Colorado survived.

After a week of talk and a week of hype and every sports talk show setting up shop in Boulder to highlight the 18th-ranked Colorado Buffaloes and head coach Deion Sanders, Colorado State walked into Folsom Field looking to prove it belonged. And let’s be clear here: for most of the evening, Colorado State was the better football team.

And yet it was Colorado that walked off with a 43-35 win over the Rams.

The Buffs are 3-0.

Here are three takeaways from the game.

Shedeur the conductor

Colorado was dead in the water deep into the fourth quarter. Quarterback Shedeur Sanders was doing everything in his power to keep CU in the football game, but the Buffs had yet to crack the Rams’ defense and get into the endzone.

When CSU punted from just past midfield, up eight, and gave CU the football back with 2:02 to play, it felt like a moment for Sanders to cement his status as a top player in the country.

Colorado took over at its 2-yard-line.

With the game on the line, Sanders drove the Buffs 98 yards in seven plays and 1:30.

He had completions of 11, 16, and 26 yards before hitting Jimmy Horn Jr. for a 45-yard touchdown.

Sanders then pulled off the two-point conversion to tie the game and force overtime.

And later he delivered this throw that effectively won it in the second OT period.

Sanders is a magician with the football. Just the latest in a line of elite quarterbacks tearing it up in the Pac-12 conference this season.

It took him a bit to find spots to attack in the Colorado State secondary, and he threw his first interception of the season in the game, but it wasn’t a careless mistake by any means. As the game wore on, Sanders just continued to go exactly where he needed to go with the ball.

He finished the game 38-for-47 passing for 348 yards, four touchdowns, and the one interception.

Colorado has a bona fide star playing quarterback.

Buffs have to figure out the run game

Colorado’s offensive deficiencies were clear in Weeks 1 and 2. The Buffs couldn’t run the football.

It didn’t matter against a TCU team that couldn’t make an open-field tackle to save its life. And it didn’t matter against a Nebraska team that couldn’t stop turning the football over. But it mattered against the Rams. Colorado had just 70 rushing yards on 25 attempts.

TCU, for whatever reason, chose not to heat up Shedeur Sanders. Nebraska did and it worked. Colorado State did and made him uncomfortable for long stretches of the game.

CU’s drive chart before the game-tying possession at the end:

  • 3 plays, -1 yard, interception
  • 3 plays, 20 yards, fumble
  • 7 plays, 71 yards, touchdown
  • 4 plays, 11 yards, punt
  • 3 plays, 2 yards, punt
  • 3 plays, -5 yards, punt
  • 3 plays, -1 yard, punt
  • 4 plays, 24 yards, punt
  • 8 plays, 43 yards, missed field goal
  • 10 plays, 43 yards, field goal
  • 11 plays, 52 yards, field goal

There’s one good drive in there.

When you can’t run the football and give your offense some semblance of balance, you put the entire burden on your quarterback’s shoulders. Sanders has been brilliant to this point, enough to overcome the deficiencies against TCU and Nebraska because he piloted an explosive passing attack.
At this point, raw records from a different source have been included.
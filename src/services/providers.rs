use std::collections::HashMap;
use std::sync::Arc;

use async_trait::async_trait;
use ethers::middleware::SignerMiddleware;
use ethers::providers::{Http, Middleware, Provider};
use ethers::signers::{LocalWallet, Signer};
use ethers::types::{Address, TransactionReceipt, TransactionRequest, TxHash, U64};
use tokio::time::{sleep, Duration};

use crate::{
    chains::ChainRegistry,
    config::Config,
    constants::{DEFAULT_RECEIPT_POLL_ATTEMPTS, DEFAULT_RECEIPT_POLL_INTERVAL_MS},
    error::{AppError, Result},
    models::WalletKind,
    services::host::HostRuntime,
};

/// A live signing capability bound to one address on one chain. Resolved
/// once when the session is created; call sites never re-probe it.
#[async_trait]
pub trait ActiveSigner: Send + Sync {
    fn address(&self) -> Address;
    fn chain_id(&self) -> u64;
    async fn send_transaction(&self, tx: TransactionRequest) -> Result<TxHash>;
    async fn transaction_receipt(&self, tx_hash: TxHash) -> Result<Option<TransactionReceipt>>;
}

pub struct ConnectedWallet {
    pub address: Address,
    pub chain_id: u64,
    pub signer: Arc<dyn ActiveSigner>,
}

/// One named way of establishing a wallet session.
#[async_trait]
pub trait WalletConnector: Send + Sync {
    fn kind(&self) -> WalletKind;
    async fn connect(&self) -> Result<ConnectedWallet>;
}

/// Connector for injected-style wallets: a JSON-RPC endpoint plus a local
/// signing key standing in for the browser extension.
pub struct RpcWalletConnector {
    kind: WalletKind,
    rpc_url: String,
    private_key: String,
}

impl RpcWalletConnector {
    pub fn new(kind: WalletKind, rpc_url: String, private_key: String) -> Self {
        Self {
            kind,
            rpc_url,
            private_key,
        }
    }
}

#[async_trait]
impl WalletConnector for RpcWalletConnector {
    fn kind(&self) -> WalletKind {
        self.kind
    }

    async fn connect(&self) -> Result<ConnectedWallet> {
        let provider = Provider::<Http>::try_from(self.rpc_url.as_str())
            .map_err(|e| AppError::ProviderNotFound(format!("{}: {e}", self.kind.label())))?;
        let chain_id = provider
            .get_chainid()
            .await
            .map_err(|e| AppError::from_provider(e.to_string()))?
            .as_u64();

        let wallet: LocalWallet = self
            .private_key
            .parse()
            .map_err(|e| AppError::ProviderNotFound(format!("{}: {e}", self.kind.label())))?;
        let wallet = wallet.with_chain_id(chain_id);
        let address = wallet.address();

        let client = SignerMiddleware::new(provider, wallet);
        Ok(ConnectedWallet {
            address,
            chain_id,
            signer: Arc::new(RpcSigner {
                client: Arc::new(client),
                address,
                chain_id,
            }),
        })
    }
}

struct RpcSigner {
    client: Arc<SignerMiddleware<Provider<Http>, LocalWallet>>,
    address: Address,
    chain_id: u64,
}

#[async_trait]
impl ActiveSigner for RpcSigner {
    fn address(&self) -> Address {
        self.address
    }

    fn chain_id(&self) -> u64 {
        self.chain_id
    }

    async fn send_transaction(&self, tx: TransactionRequest) -> Result<TxHash> {
        let pending = self
            .client
            .send_transaction(tx, None)
            .await
            .map_err(|e| AppError::from_provider(e.to_string()))?;
        Ok(*pending)
    }

    async fn transaction_receipt(&self, tx_hash: TxHash) -> Result<Option<TransactionReceipt>> {
        self.client
            .get_transaction_receipt(tx_hash)
            .await
            .map_err(|e| AppError::from_provider(e.to_string()))
    }
}

/// Connector for the wallet injected by the embedding host, reached through
/// the host runtime's wallet provider capability.
pub struct HostWalletConnector {
    host: Arc<dyn HostRuntime>,
}

impl HostWalletConnector {
    pub fn new(host: Arc<dyn HostRuntime>) -> Self {
        Self { host }
    }
}

#[async_trait]
impl WalletConnector for HostWalletConnector {
    fn kind(&self) -> WalletKind {
        WalletKind::Host
    }

    async fn connect(&self) -> Result<ConnectedWallet> {
        if !self.host.discover().await.is_present() {
            return Err(AppError::ProviderNotFound(
                WalletKind::Host.label().to_string(),
            ));
        }

        let accounts = self
            .host
            .wallet_request("eth_requestAccounts", serde_json::json!([]))
            .await?;
        let address = accounts
            .as_array()
            .and_then(|list| list.first())
            .and_then(|value| value.as_str())
            .ok_or_else(|| AppError::Provider("Host wallet returned no accounts".to_string()))?;
        let address: Address = address
            .parse()
            .map_err(|e| AppError::Provider(format!("Malformed host account: {e}")))?;

        let chain_hex = self
            .host
            .wallet_request("eth_chainId", serde_json::json!([]))
            .await?;
        let chain_id = parse_hex_u64(chain_hex.as_str().unwrap_or_default())?;

        Ok(ConnectedWallet {
            address,
            chain_id,
            signer: Arc::new(HostSigner {
                host: self.host.clone(),
                address,
                chain_id,
            }),
        })
    }
}

struct HostSigner {
    host: Arc<dyn HostRuntime>,
    address: Address,
    chain_id: u64,
}

#[async_trait]
impl ActiveSigner for HostSigner {
    fn address(&self) -> Address {
        self.address
    }

    fn chain_id(&self) -> u64 {
        self.chain_id
    }

    async fn send_transaction(&self, tx: TransactionRequest) -> Result<TxHash> {
        let tx = tx.from(self.address);
        let payload = serde_json::to_value(&tx)
            .map_err(|e| AppError::Internal(format!("Unserializable transaction: {e}")))?;

        let result = self
            .host
            .wallet_request("eth_sendTransaction", serde_json::json!([payload]))
            .await?;
        let hash = result
            .as_str()
            .ok_or_else(|| AppError::Provider("Host wallet returned no tx hash".to_string()))?;
        hash.parse::<TxHash>()
            .map_err(|e| AppError::Provider(format!("Malformed tx hash from host: {e}")))
    }

    async fn transaction_receipt(&self, tx_hash: TxHash) -> Result<Option<TransactionReceipt>> {
        let result = self
            .host
            .wallet_request(
                "eth_getTransactionReceipt",
                serde_json::json!([format!("{tx_hash:?}")]),
            )
            .await?;
        if result.is_null() {
            return Ok(None);
        }
        let receipt: TransactionReceipt = serde_json::from_value(result)
            .map_err(|e| AppError::Provider(format!("Malformed receipt from host: {e}")))?;
        Ok(Some(receipt))
    }
}

fn parse_hex_u64(value: &str) -> Result<u64> {
    let trimmed = value.trim().trim_start_matches("0x");
    if trimmed.is_empty() {
        return Err(AppError::Provider("Empty chain id".to_string()));
    }
    u64::from_str_radix(trimmed, 16)
        .map_err(|e| AppError::Provider(format!("Invalid chain id {value}: {e}")))
}

/// Connectors keyed by wallet kind, built once at startup. A kind without a
/// registered connector means the underlying provider object is absent.
#[derive(Default)]
pub struct ProviderRegistry {
    connectors: HashMap<WalletKind, Arc<dyn WalletConnector>>,
}

impl ProviderRegistry {
    pub fn new() -> Self {
        Self::default()
    }

    pub fn register(&mut self, connector: Arc<dyn WalletConnector>) {
        self.connectors.insert(connector.kind(), connector);
    }

    pub fn get(&self, kind: WalletKind) -> Result<Arc<dyn WalletConnector>> {
        self.connectors
            .get(&kind)
            .cloned()
            .ok_or_else(|| AppError::ProviderNotFound(kind.label().to_string()))
    }

    /// Kinds with a live connector, in presentation order.
    pub fn kinds(&self) -> Vec<WalletKind> {
        WalletKind::all()
            .into_iter()
            .filter(|kind| self.connectors.contains_key(kind))
            .collect()
    }

    pub fn from_config(
        config: &Config,
        chains: &ChainRegistry,
        host: Arc<dyn HostRuntime>,
    ) -> Result<Self> {
        let mut registry = Self::new();

        if let Some(private_key) = &config.wallet_private_key {
            let rpc_url = chains.get(config.default_chain_id)?.rpc_url.clone();
            for kind in WalletKind::all() {
                if kind.is_host() {
                    continue;
                }
                registry.register(Arc::new(RpcWalletConnector::new(
                    kind,
                    rpc_url.clone(),
                    private_key.clone(),
                )));
            }
        }

        if config.host_bridge_url.is_some() {
            registry.register(Arc::new(HostWalletConnector::new(host)));
        }

        Ok(registry)
    }
}

/// Poll for the transaction receipt until it lands or attempts run out.
pub async fn wait_for_receipt(signer: &dyn ActiveSigner, tx_hash: TxHash) -> Result<()> {
    let poll_attempts = std::env::var("RECEIPT_POLL_ATTEMPTS")
        .ok()
        .and_then(|value| value.parse::<usize>().ok())
        .filter(|value| *value > 0)
        .unwrap_or(DEFAULT_RECEIPT_POLL_ATTEMPTS);
    let poll_interval_ms = std::env::var("RECEIPT_POLL_INTERVAL_MS")
        .ok()
        .and_then(|value| value.parse::<u64>().ok())
        .filter(|value| *value > 0)
        .unwrap_or(DEFAULT_RECEIPT_POLL_INTERVAL_MS);

    wait_for_receipt_with(signer, tx_hash, poll_attempts, poll_interval_ms).await
}

async fn wait_for_receipt_with(
    signer: &dyn ActiveSigner,
    tx_hash: TxHash,
    poll_attempts: usize,
    poll_interval_ms: u64,
) -> Result<()> {
    let mut last_error = String::new();

    for attempt in 0..poll_attempts {
        match signer.transaction_receipt(tx_hash).await {
            Ok(Some(receipt)) => {
                if receipt.status == Some(U64::zero()) {
                    return Err(AppError::Provider(format!(
                        "Transaction {tx_hash:?} reverted on-chain"
                    )));
                }
                return Ok(());
            }
            Ok(None) => {
                last_error = "receipt not yet available".to_string();
            }
            Err(err) => {
                last_error = err.to_string();
            }
        }
        if attempt + 1 < poll_attempts {
            sleep(Duration::from_millis(poll_interval_ms)).await;
        }
    }

    Err(AppError::Provider(format!(
        "Transaction not confirmed: {last_error}"
    )))
}

#[cfg(test)]
mod tests {
    use super::*;
    use std::sync::Mutex;

    struct ScriptedSigner {
        receipts: Mutex<Vec<Option<TransactionReceipt>>>,
    }

    impl ScriptedSigner {
        fn new(mut receipts: Vec<Option<TransactionReceipt>>) -> Self {
            receipts.reverse();
            Self {
                receipts: Mutex::new(receipts),
            }
        }
    }

    #[async_trait]
    impl ActiveSigner for ScriptedSigner {
        fn address(&self) -> Address {
            Address::zero()
        }

        fn chain_id(&self) -> u64 {
            8453
        }

        async fn send_transaction(&self, _tx: TransactionRequest) -> Result<TxHash> {
            Ok(TxHash::zero())
        }

        async fn transaction_receipt(
            &self,
            _tx_hash: TxHash,
        ) -> Result<Option<TransactionReceipt>> {
            Ok(self.receipts.lock().unwrap().pop().unwrap_or(None))
        }
    }

    fn receipt_with_status(status: u64) -> TransactionReceipt {
        TransactionReceipt {
            status: Some(U64::from(status)),
            ..Default::default()
        }
    }

    #[tokio::test]
    async fn receipt_poll_succeeds_after_a_miss() {
        // Memastikan polling receipt lanjut setelah percobaan kosong
        let signer = ScriptedSigner::new(vec![None, Some(receipt_with_status(1))]);
        let result = wait_for_receipt_with(&signer, TxHash::zero(), 3, 1).await;
        assert!(result.is_ok());
    }

    #[tokio::test]
    async fn reverted_receipt_is_an_error() {
        let signer = ScriptedSigner::new(vec![Some(receipt_with_status(0))]);
        let result = wait_for_receipt_with(&signer, TxHash::zero(), 3, 1).await;
        match result {
            Err(AppError::Provider(msg)) => assert!(msg.contains("reverted")),
            other => panic!("unexpected result: {other:?}"),
        }
    }

    #[tokio::test]
    async fn exhausted_attempts_report_the_last_error() {
        let signer = ScriptedSigner::new(vec![None, None]);
        let result = wait_for_receipt_with(&signer, TxHash::zero(), 2, 1).await;
        match result {
            Err(AppError::Provider(msg)) => assert!(msg.contains("not confirmed")),
            other => panic!("unexpected result: {other:?}"),
        }
    }

    #[test]
    fn registry_reports_missing_provider() {
        // Memastikan kind tanpa connector menghasilkan ProviderNotFound
        let registry = ProviderRegistry::new();
        match registry.get(WalletKind::Metamask) {
            Err(AppError::ProviderNotFound(name)) => assert_eq!(name, "MetaMask"),
            _other => panic!("unexpected result"),
        }
    }

    #[test]
    fn hex_chain_ids_parse() {
        assert_eq!(parse_hex_u64("0x2105").unwrap(), 8453);
        assert_eq!(parse_hex_u64("0xa").unwrap(), 10);
        assert!(parse_hex_u64("").is_err());
    }
}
Colorado State sacked him four times and kept most everything in front of them. Before that final drive of regulation, the Buffs had one play that gained more than 20 yards through the air. They had five against Nebraska and six against TCU. That was a huge part of CSU being in this game. In nonconference play, the Buffs played with fire a bit. Two of the three games were barn-burners that relied on Sanders bailing them out.

In Week 3, it was Colorado State and Sanders that bailed them out.

Jay Norvell masterclass

Colorado State’s head coach ignited a war of words during the week by calling into question Deion Sanders’ professionalism.

Fitting, then, that his team went out on Saturday and looked like one of the most undisciplined groups in the country.

Colorado State should have won that game in regulation, and it probably should have had the game put to bed well before the final buzzer.

What will lose you close ballgames on the road? Losing the turnover battle (four giveaways for CSU, two takeaways) and penalties.

Colorado State was flagged 17 times for 187 yards.

Thirteen of those penalties came against the Rams’ offense, though the defense was hardly free from blame. Mohamed Kamara was flagged for a facemask on a minimal second-and-10 gain from Sanders in overtime, resulting in a first down. On the very next play, he was ejected for targeting after launching into Sanders well after he’d thrown the football.

CSU was flagged for four unsportsmanlike conduct penalties. It was flagged four times for blocks below the waist. A coach can explain away a few procedural mistakes in a raucous road environment. But Colorado State gave the football game away with careless, reckless play. And that’s not even mentioning the disgusting hit CSU’s Henry Blackburn put on Travis Hunter that sent the CU star to a nearby hospital.